**Task objective:** Read the listing and extract each line that includes the word "single".

**Material shown:**
....
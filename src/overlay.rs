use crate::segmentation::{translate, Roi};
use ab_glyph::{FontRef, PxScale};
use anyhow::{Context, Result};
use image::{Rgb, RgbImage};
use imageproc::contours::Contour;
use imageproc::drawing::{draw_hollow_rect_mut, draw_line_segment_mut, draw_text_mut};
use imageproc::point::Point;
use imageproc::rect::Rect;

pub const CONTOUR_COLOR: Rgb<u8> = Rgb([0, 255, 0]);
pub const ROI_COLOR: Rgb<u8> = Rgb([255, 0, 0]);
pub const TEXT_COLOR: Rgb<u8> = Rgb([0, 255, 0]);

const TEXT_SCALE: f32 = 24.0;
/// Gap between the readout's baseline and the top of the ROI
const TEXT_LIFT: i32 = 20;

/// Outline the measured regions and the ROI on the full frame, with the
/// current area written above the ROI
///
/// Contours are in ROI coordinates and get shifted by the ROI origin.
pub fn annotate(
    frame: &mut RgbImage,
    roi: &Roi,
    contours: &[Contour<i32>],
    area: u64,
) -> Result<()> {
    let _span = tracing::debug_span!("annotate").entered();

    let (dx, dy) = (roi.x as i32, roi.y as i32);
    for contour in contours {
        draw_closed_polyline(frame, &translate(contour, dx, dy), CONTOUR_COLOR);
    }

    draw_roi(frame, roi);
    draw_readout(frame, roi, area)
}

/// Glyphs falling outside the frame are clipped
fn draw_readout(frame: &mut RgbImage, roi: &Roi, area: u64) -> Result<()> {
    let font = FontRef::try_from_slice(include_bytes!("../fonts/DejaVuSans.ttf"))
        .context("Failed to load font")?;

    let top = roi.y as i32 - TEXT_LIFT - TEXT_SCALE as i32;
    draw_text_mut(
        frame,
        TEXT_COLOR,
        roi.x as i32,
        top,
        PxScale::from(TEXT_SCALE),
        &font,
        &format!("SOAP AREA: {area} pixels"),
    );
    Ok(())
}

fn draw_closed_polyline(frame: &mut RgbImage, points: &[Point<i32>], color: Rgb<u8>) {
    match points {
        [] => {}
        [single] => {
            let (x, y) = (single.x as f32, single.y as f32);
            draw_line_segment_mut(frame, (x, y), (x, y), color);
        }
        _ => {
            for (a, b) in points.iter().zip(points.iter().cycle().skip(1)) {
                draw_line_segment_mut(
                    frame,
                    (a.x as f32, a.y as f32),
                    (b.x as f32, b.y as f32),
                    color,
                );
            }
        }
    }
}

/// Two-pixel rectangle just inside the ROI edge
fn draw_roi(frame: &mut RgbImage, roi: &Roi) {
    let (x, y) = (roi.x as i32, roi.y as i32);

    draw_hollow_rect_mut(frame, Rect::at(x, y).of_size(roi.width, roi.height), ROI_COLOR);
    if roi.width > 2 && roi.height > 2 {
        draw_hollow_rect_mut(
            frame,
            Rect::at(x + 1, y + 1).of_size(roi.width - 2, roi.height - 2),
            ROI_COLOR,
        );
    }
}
....
**Task answer:**
        [single] => {
            let (x, y) = (single.x as f32, single.y as f32);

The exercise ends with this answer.